Critique : « Brother Alive », de Zain Khalid

Autrefois étoile montante de la communauté religieuse, l’imam Salim déchante face aux institutions inexorables. « J’ai rencontré des cheikhs, des descendants d’empires médiatiques, des magnats du pétrole et des mollahs qui ont mené des révolutions contre des cheikhs et des magnats du pétrole et des descendants d’empires médiatiques », écrit-il dans une lettre à Youssef. Mais l’infusion de capitaux étrangers, craint Salim, encourage les monopoles de la pensée aussi bien que de l’industrie. L’enquête de Khalid intègre le milieu universitaire, l’immobilier et l’électoralisme, n’en épargnant aucun.

« Brother Alive » est une lecture nerveuse et épisodique, mais ses pivots donnent à réfléchir dans leur ampleur. Les chapitres romantiques de New York s’articulent autour de scènes familiales chaleureuses et de promenades nostalgiques à travers la ville. Dans la seconde moitié bavarde et décousue du livre, la nostalgie est rejetée par une vague de balles et de guerre biologique. Le contraste s’apparente aux exercices de logique des titres plus grungy de DeLillo, tels que « Great Jones Street » (1973) et « Mao II » (1991). Dans « Brother Alive », l’effondrement narratif suscite des questions successives : les croyants choisissent-ils leur foi ? Comment vivre autrement dans un système construit sur la souffrance ? L’éclat hollywoodien séduisant des premiers chapitres est dépouillé, révélant un ventre de conspirations. Les hommes meurent, les mouvements dépérissent et les corporations restent.

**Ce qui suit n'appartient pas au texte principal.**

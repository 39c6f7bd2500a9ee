//! Persistent storage for the generation ledger.

mod json;

pub use json::{DEFAULT_STATE_DIR, JsonStateStore, STATE_FILE};
//! Application layer errors.
//!
//! These errors represent failures in orchestration and I/O, not config or
//! marker rules. Those are `DomainError` from `crate::domain`.

use std::path::PathBuf;
use thiserror::Error;

use crate::error::ErrorCategory;

/// Errors that occur while loading, generating, persisting, or watching.
#[derive(Debug, Error, Clone)]
pub enum ApplicationError {
    /// The config file does not exist.
    #[error("config file not found: {path}")]
    ConfigNotFound { path: PathBuf },

    /// A file exists but could not be read.
    #[error("failed to read {path}: {reason}")]
    FileRead { path: PathBuf, reason: String },

    /// Writing a generated file failed. The file on disk is unchanged.
    #[error("failed to write {path}: {reason}")]
    FileWrite { path: PathBuf, reason: String },

    /// Copying a file into the backup directory failed.
    #[error("failed to back up {path}: {reason}")]
    Backup { path: PathBuf, reason: String },

    /// The ledger exists but could not be read or decoded.
    #[error("failed to load generation state from {path}: {reason}")]
    StateLoad { path: PathBuf, reason: String },

    /// The ledger could not be written. Generated files are already on disk.
    #[error("failed to persist generation state to {path}: {reason}")]
    StatePersist { path: PathBuf, reason: String },

    /// The OS file-watching facility could not be set up.
    #[error("failed to start file watcher: {reason}")]
    WatcherInit { reason: String },

    /// A lock guarding shared state was poisoned by a panicking thread.
    #[error("internal lock poisoned: {what}")]
    LockPoisoned { what: &'static str },
}

impl ApplicationError {
    /// Get user-actionable suggestions.
    pub fn suggestions(&self) -> Vec<String> {
        match self {
            Self::ConfigNotFound { path } => vec![
                format!("No config at {}", path.display()),
                "Create bff.config.yaml (Go) or bffgen.config.json (Node.js)".into(),
                "Or point at another file with --config <path>".into(),
            ],
            Self::FileRead { path, .. } | Self::FileWrite { path, .. } => vec![
                format!("Failed to access: {}", path.display()),
                "Check that you have read and write permissions".into(),
            ],
            Self::Backup { path, .. } => vec![
                format!("Could not back up {}", path.display()),
                "Check the backup directory permissions, or run with --no-backup".into(),
            ],
            Self::StateLoad { path, .. } => vec![
                format!("The ledger at {} is unreadable", path.display()),
                "Run 'bffgen state reset' to start a fresh ledger".into(),
            ],
            Self::StatePersist { path, .. } => vec![
                "Generated files were written; only the ledger update failed".into(),
                format!("Check write permissions for {}", path.display()),
            ],
            Self::WatcherInit { .. } => vec![
                "File watching is unavailable on this system".into(),
                "Run 'bffgen generate' after each config change instead".into(),
            ],
            Self::LockPoisoned { .. } => vec!["Restart bffgen and try again".into()],
        }
    }

    /// Get error category.
    pub fn category(&self) -> ErrorCategory {
        match self {
            Self::ConfigNotFound { .. } => ErrorCategory::NotFound,
            Self::StateLoad { .. } => ErrorCategory::Configuration,
            Self::FileRead { .. }
            | Self::FileWrite { .. }
            | Self::Backup { .. }
            | Self::StatePersist { .. }
            | Self::WatcherInit { .. }
            | Self::LockPoisoned { .. } => ErrorCategory::Internal,
        }
    }
}
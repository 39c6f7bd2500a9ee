//! CLI argument definitions using the clap derive API.
//!
//! This module is the *only* place that knows about argument names, aliases,
//! help text, and value enums.  No business logic lives here.

use clap::{Args, Parser, Subcommand, ValueEnum};

pub mod global;
pub use global::{GlobalArgs, OutputFormat};

// ── Top-level CLI ─────────────────────────────────────────────────────────────

/// Main CLI entry-point.
#[derive(Debug, Parser)]
#[command(
    name    = "bffgen",
    bin_name = "bffgen",
    version  = env!("CARGO_PKG_VERSION"),
    author   = env!("CARGO_PKG_AUTHORS"),
    about    = "Regeneration-safe route code for backend-for-frontend projects",
    long_about = "bffgen turns a declarative service config into proxy routes. \
                  Generated code lives between bffgen:begin / bffgen:end markers; \
                  everything outside them is yours and survives every regeneration.",
    after_help = "EXAMPLES:\n\
        \x20 bffgen generate\n\
        \x20 bffgen generate --dry-run\n\
        \x20 bffgen watch --debounce-ms 500\n\
        \x20 bffgen completions bash > /usr/share/bash-completion/completions/bffgen",
    arg_required_else_help = true,
    subcommand_required    = true,
)]
pub struct Cli {
    /// Flags available on every subcommand.
    #[command(flatten)]
    pub global: GlobalArgs,

    /// Subcommand to execute.
    #[command(subcommand)]
    pub command: Commands,
}

// ── Subcommands ───────────────────────────────────────────────────────────────

/// All available subcommands.
#[derive(Debug, Subcommand)]
pub enum Commands {
    /// Regenerate route code from the config.
    #[command(
        visible_alias = "gen",
        about = "Regenerate route code from the config",
        after_help = "EXAMPLES:\n\
            \x20 bffgen generate\n\
            \x20 bffgen generate --check     # exit 5 when files are out of date\n\
            \x20 bffgen generate --dry-run   # show the diff, write nothing\n\
            \x20 bffgen generate --force     # forget previously generated routes"
    )]
    Generate(GenerateArgs),

    /// Watch the config and regenerate on every change.
    #[command(
        visible_alias = "w",
        about = "Regenerate whenever the config changes",
        after_help = "EXAMPLES:\n\
            \x20 bffgen watch\n\
            \x20 bffgen watch --no-diff --debounce-ms 1000\n\
            \x20 BFFGEN__WATCH__RESTART_COMMAND='go run ./cmd/server' bffgen watch"
    )]
    Watch(WatchArgs),

    /// Inspect or reset the generation ledger.
    #[command(
        about = "Inspect or reset the generation ledger",
        subcommand,
        after_help = "EXAMPLES:\n\
            \x20 bffgen state show\n\
            \x20 bffgen state reset\n\
            \x20 bffgen state path"
    )]
    State(StateCommands),

    /// Manage bffgen's own settings.
    #[command(
        about = "Settings management",
        subcommand,
        after_help = "EXAMPLES:\n\
            \x20 bffgen settings get watch.debounce_ms\n\
            \x20 bffgen settings list\n\
            \x20 bffgen settings init"
    )]
    Settings(SettingsCommands),

    /// Generate shell completion scripts.
    #[command(
        about = "Generate shell completions",
        after_help = "EXAMPLES:\n\
            \x20 bffgen completions bash > ~/.local/share/bash-completion/completions/bffgen\n\
            \x20 bffgen completions zsh  > ~/.zfunc/_bffgen\n\
            \x20 bffgen completions fish > ~/.config/fish/completions/bffgen.fish"
    )]
    Completions(CompletionsArgs),
}

// ── generate ──────────────────────────────────────────────────────────────────

/// Arguments for `bffgen generate`.
#[derive(Debug, Args)]
pub struct GenerateArgs {
    /// Report whether anything is out of date; write nothing.
    #[arg(
        long = "check",
        conflicts_with = "dry_run",
        help = "Exit 5 if regeneration would change anything"
    )]
    pub check: bool,

    /// Print the diff of every file that would change; write nothing.
    #[arg(long = "dry-run", help = "Show what would change without writing")]
    pub dry_run: bool,

    /// Reset the ledger before generating.
    #[arg(long = "force", help = "Forget previously generated routes")]
    pub force: bool,

    /// Skip copying files into `.bffgen/backup` before overwriting.
    #[arg(long = "no-backup", help = "Do not back up files before overwriting")]
    pub no_backup: bool,
}

// ── watch ─────────────────────────────────────────────────────────────────────

/// Arguments for `bffgen watch`.
#[derive(Debug, Args)]
pub struct WatchArgs {
    /// Do not print diffs of changed files.
    #[arg(long = "no-diff", help = "Do not print diffs")]
    pub no_diff: bool,

    /// Do not run the configured restart command.
    #[arg(long = "no-restart", help = "Do not run watch.restart_command")]
    pub no_restart: bool,

    /// Override `watch.debounce_ms`.
    #[arg(long = "debounce-ms", value_name = "MS", help = "Debounce window in milliseconds")]
    pub debounce_ms: Option<u64>,

    /// Skip copying files into `.bffgen/backup` before overwriting.
    #[arg(long = "no-backup", help = "Do not back up files before overwriting")]
    pub no_backup: bool,
}

// ── state ─────────────────────────────────────────────────────────────────────

/// Subcommands for `bffgen state`.
#[derive(Debug, Subcommand)]
pub enum StateCommands {
    /// Print the tracked routes and files.
    Show {
        /// Print the raw ledger JSON.
        #[arg(long = "json")]
        json: bool,
    },
    /// Delete the ledger; the next run treats every route as new.
    Reset,
    /// Print the ledger location.
    Path,
}

// ── settings ──────────────────────────────────────────────────────────────────

/// Subcommands for `bffgen settings`.
#[derive(Debug, Subcommand)]
pub enum SettingsCommands {
    /// Print the value of a settings key.
    Get {
        /// Dotted key path, e.g. `watch.debounce_ms`.
        key: String,
    },
    /// Print all settings.
    List,
    /// Print the path to the settings file.
    Path,
    /// Write the default settings file.
    Init {
        /// Overwrite an existing file.
        #[arg(short = 'f', long = "force")]
        force: bool,
    },
}

// ── completions ───────────────────────────────────────────────────────────────

/// Arguments for `bffgen completions`.
#[derive(Debug, Args)]
pub struct CompletionsArgs {
    /// Target shell.
    #[arg(value_enum, help = "Shell to generate completions for")]
    pub shell: Shell,
}

/// Supported shells for completion generation.
#[derive(Debug, Clone, Copy, ValueEnum)]
pub enum Shell {
    Bash,
    Zsh,
    Fish,
    PowerShell,
    Elvish,
}

// ── tests ─────────────────────────────────────────────────────────────────────

#[cfg(test)]
mod tests {
    use super::*;
    use clap::{CommandFactory, Parser};

    #[test]
    fn verify_cli_structure() {
        Cli::command().debug_assert();
    }

    #[test]
    fn parse_generate_flags() {
        let cli = Cli::parse_from(["bffgen", "generate", "--dry-run", "--no-backup"]);
        match cli.command {
            Commands::Generate(args) => {
                assert!(args.dry_run);
                assert!(args.no_backup);
                assert!(!args.check);
            }
            other => panic!("expected generate, got {other:?}"),
        }
    }

    #[test]
    fn check_and_dry_run_conflict() {
        assert!(Cli::try_parse_from(["bffgen", "generate", "--check", "--dry-run"]).is_err());
    }

    #[test]
    fn gen_alias() {
        let cli = Cli::parse_from(["bffgen", "gen"]);
        assert!(matches!(cli.command, Commands::Generate(_)));
    }

    #[test]
    fn global_flags_after_subcommand() {
        let cli = Cli::parse_from(["bffgen", "watch", "-C", "proj", "--config", "x.yaml"]);
        assert_eq!(cli.global.project_dir, std::path::PathBuf::from("proj"));
        assert!(matches!(cli.command, Commands::Watch(_)));
    }

    #[test]
    fn watch_debounce_override() {
        let cli = Cli::parse_from(["bffgen", "watch", "--debounce-ms", "50"]);
        match cli.command {
            Commands::Watch(args) => assert_eq!(args.debounce_ms, Some(50)),
            other => panic!("expected watch, got {other:?}"),
        }
    }

    #[test]
    fn quiet_and_verbose_conflict() {
        let result = Cli::try_parse_from(["bffgen", "--quiet", "--verbose", "state", "path"]);
        assert!(result.is_err());
    }
}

Khalid est un commentateur si doué que ses méthodes méritent d’être examinées de près. Brother prend des formes dignes d’une ménagerie selon son humeur, se nourrissant des émotions de Youssef comme un parasite; dans la plupart des cas, Brother se sent aussi réel que les frères et sœurs en chair et en os de Youssef. Pourquoi tant de réalisme magique dans un roman sur le commerce saoudo-américain ? Bien que son allégorie soit ancrée dans l’actualité, « Brother Alive » n’est ni un communiqué de presse ni un document de position. Les phrases de Khalid regorgent de métaphores fleuries et poétiques tout en conservant le tempo déclaratif et tronqué de l’Écriture. En visitant le Mémorial du 11 septembre avec Dayo, Youssef contemple les gratte-ciel du quartier financier. « Les bâtiments de la zone étaient des feuilles de calcul diaphanes, leurs cellules comme des nappes de pétrole », remarque-t-il. Youssef évalue son monde brisé et, malgré ses efforts, ne peut en imaginer un meilleur.

Son désespoir de le faire le conduit à la folie. « Brother Alive » est Rushdie sans aucune cérémonie, un collage brûlant du profond et du banal. Les Staten Islanders de Khalid témoignent de miracles, mais l’arrondissement conserve une solennité morne et statique. Alors que les conglomérats et les gouvernements perfectionnent leurs outils de répression, les visions fantastiques de Youssef agissent à la fois comme un avertissement et une prière. Au milieu du ghetto sans cesse embourgeoisé qu’est les États-Unis, il doit y avoir plus qu’il n’y paraît.